China is battling the spread of its biggest COVID-19 outbreak caused by the Delta variant, according to numbers announced, with travelers from a city where infections have grown faster than elsewhere in the country subject to tough quarantine rules in nearby areas.

Austria is placing millions of people not fully vaccinated against the coronavirus in lockdown as of Monday to deal with a surge in infections to record levels and the growing strain on intensive-care units, the government said.

'No absolute monarchy:' Youth-led protests in Thailand that began last year by calling for the removal of Prime Minister Prayuth Chan-ocha have become the biggest challenge in decades to the monarchy which is constitutionally enshrined to be held in "revered worship". Protesters marched against rows of riot police behind shields, waving placards that read "No absolute monarchy" and "Reform is not abolition".

An explosive device that blew up a taxi in the northern English city of Liverpool was carried on board by a passenger and the blast is being treated as a terrorist incident, police said.

Delegates talk during the U.N. Climate Change Conference in Glasgow, Scotland, Britain November 13, 2021. REUTERS/Yves Herman

BUSINESS

The hard-fought Glasgow Climate Pact sent a clear message to global companies and executives: reassess business strategies and carbon footprints to reap monetary rewards, or lag and risk losses.

As U.N. climate conference delegates considered how to save the planet over the weekend in Glasgow, Toyota's chief executive was in Japan racing an experimental hydrogen car - a vehicle he says could preserve millions of auto jobs.

Samsung vice chairman Jay Y. Lee is visiting North America in his first high-profile trip after serving jail time for bribery, with a decision imminent on the company's planned $17 billion U.S. chip plant.

Philips, the medical equipment maker that is recalling ventilators due to use of parts containing a potentially hazardous foam, said it is in discussions with U.S. regulators after a new inspection of one of the company's facilities.

Pent-up demand is expected to have boosted early holiday sales this year, but big discounters Walmart and Target may still see margins fall as surging costs for labor, warehousing and ocean and land freight threaten to play Grinch.

Quote of the day

"We do not support their position and we do not want our tupuna or our iwi associated with their messages."

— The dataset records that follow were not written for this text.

use super::geometry::{self, Point};
use serde::{Deserialize, Serialize};
use std::sync::OnceLock;

/// Identifier of a blob: its position in extraction order.
#[derive(Clone, Copy, Debug, PartialEq, Eq, PartialOrd, Ord, Hash, Serialize, Deserialize)]
#[serde(transparent)]
pub struct BlobId(pub u32);

/// Axis-aligned bounding box with inclusive pixel extent
/// (`w = max_x - min_x + 1`).
#[derive(Clone, Copy, Debug, PartialEq, Eq, Serialize, Deserialize)]
pub struct BoundingBox {
    pub x: i32,
    pub y: i32,
    pub w: i32,
    pub h: i32,
}

impl BoundingBox {
    pub fn from_points(points: &[Point]) -> Self {
        let mut min = [i32::MAX, i32::MAX];
        let mut max = [i32::MIN, i32::MIN];
        for p in points {
            min[0] = min[0].min(p[0]);
            min[1] = min[1].min(p[1]);
            max[0] = max[0].max(p[0]);
            max[1] = max[1].max(p[1]);
        }
        if points.is_empty() {
            return Self {
                x: 0,
                y: 0,
                w: 0,
                h: 0,
            };
        }
        Self {
            x: min[0],
            y: min[1],
            w: max[0] - min[0] + 1,
            h: max[1] - min[1] + 1,
        }
    }

    pub fn area(&self) -> f64 {
        self.w as f64 * self.h as f64
    }

    pub fn perimeter(&self) -> f64 {
        2.0 * self.w as f64 + 2.0 * self.h as f64
    }

    /// Horizontal span `[x, x + w]`.
    pub fn span_x(&self) -> (i32, i32) {
        (self.x, self.x + self.w)
    }

    /// True when this box's horizontal span lies within `other`'s.
    pub fn span_x_within(&self, other: &BoundingBox) -> bool {
        let (a0, a1) = self.span_x();
        let (b0, b1) = other.span_x();
        b0 <= a0 && a1 <= b1
    }
}

/// External boundary of one connected plant region.
///
/// Geometric measures are computed once at construction; the convex hull is
/// derived lazily since only the descriptor stage needs it.
#[derive(Debug, Clone, Serialize, Deserialize)]
pub struct Blob {
    pub id: BlobId,
    points: Vec<Point>,
    area: f64,
    perimeter: f64,
    bbox: BoundingBox,
    centroid: [i32; 2],
    #[serde(skip)]
    hull: OnceLock<Vec<Point>>,
}

impl Blob {
    /// Build a blob from a closed contour. Returns `None` for contours that
    /// enclose no area (isolated pixels, one-pixel-thin strokes), whose
    /// centroid is undefined.
    pub fn from_contour(id: BlobId, points: Vec<Point>) -> Option<Self> {
        let [cx, cy] = geometry::polygon_centroid(&points)?;
        let centroid = [cx.trunc() as i32, cy.trunc() as i32];
        Some(Self {
            id,
            area: geometry::polygon_area(&points),
            perimeter: geometry::arc_length(&points),
            bbox: BoundingBox::from_points(&points),
            centroid,
            points,
            hull: OnceLock::new(),
        })
    }

    pub fn points(&self) -> &[Point] {
        &self.points
    }

    pub fn area(&self) -> f64 {
        self.area
    }

    pub fn perimeter(&self) -> f64 {
        self.perimeter
    }

    pub fn bbox(&self) -> BoundingBox {
        self.bbox
    }

    /// Integral centroid `(m10/m00, m01/m00)` truncated toward zero.
    pub fn centroid(&self) -> [i32; 2] {
        self.centroid
    }

    pub fn hull(&self) -> &[Point] {
        self.hull
            .get_or_init(|| geometry::convex_hull(&self.points))
    }

    pub fn hull_area(&self) -> f64 {
        geometry::polygon_area(self.hull())
    }

    pub fn hull_perimeter(&self) -> f64 {
        geometry::arc_length(self.hull())
    }

    /// Inside-or-on-boundary test for a point in image coordinates.
    pub fn contains(&self, p: [f64; 2]) -> bool {
        geometry::point_in_polygon(&self.points, p)
    }
}

#[cfg(test)]
mod tests {
    use super::*;

    #[test]
    fn blob_caches_measures() {
        let blob = Blob::from_contour(BlobId(0), vec![[2, 2], [6, 2], [6, 8], [2, 8]])
            .expect("non-degenerate");
        assert_eq!(blob.area(), 24.0);
        assert_eq!(blob.perimeter(), 20.0);
        assert_eq!(blob.centroid(), [4, 5]);
        assert_eq!(
            blob.bbox(),
            BoundingBox {
                x: 2,
                y: 2,
                w: 5,
                h: 7
            }
        );
        assert_eq!(blob.hull_area(), 24.0);
    }

    #[test]
    fn zero_area_contour_is_rejected() {
        assert!(Blob::from_contour(BlobId(0), vec![[1, 1]]).is_none());
        assert!(Blob::from_contour(BlobId(1), vec![[0, 0], [4, 0], [8, 0], [4, 0]]).is_none());
    }

    #[test]
    fn span_containment_is_horizontal_only() {
        let wide = BoundingBox {
            x: 0,
            y: 0,
            w: 10,
            h: 2,
        };
        let narrow = BoundingBox {
            x: 2,
            y: 50,
            w: 3,
            h: 40,
        };
        assert!(narrow.span_x_within(&wide));
        assert!(!wide.span_x_within(&narrow));
        assert!(wide.span_x_within(&wide));
    }
}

Ngati Toa tribe, or "iwi" in Māori, in a statement

New Zealand's Māori ask anti-vaccine protesters to stop using haka

Video of the day

Hackers compromise FBI email system

Hackers compromised a Federal Bureau of Investigation email system on Saturday and sent tens of thousands of messages warning of a possible cyberattack, according to the agency and security specialists.

And finally…

How building Harry Potter's world conjured its own school of magic

Tuesday marks 20 years since the release of the film "Harry Potter and the Sorcerer's Stone". The story of how its young stars were catapulted to global stardom has often been told. But for a generation of other creative professionals it was also the beginning of a long, fantastical journey, building author J.K. Rowling's magical world.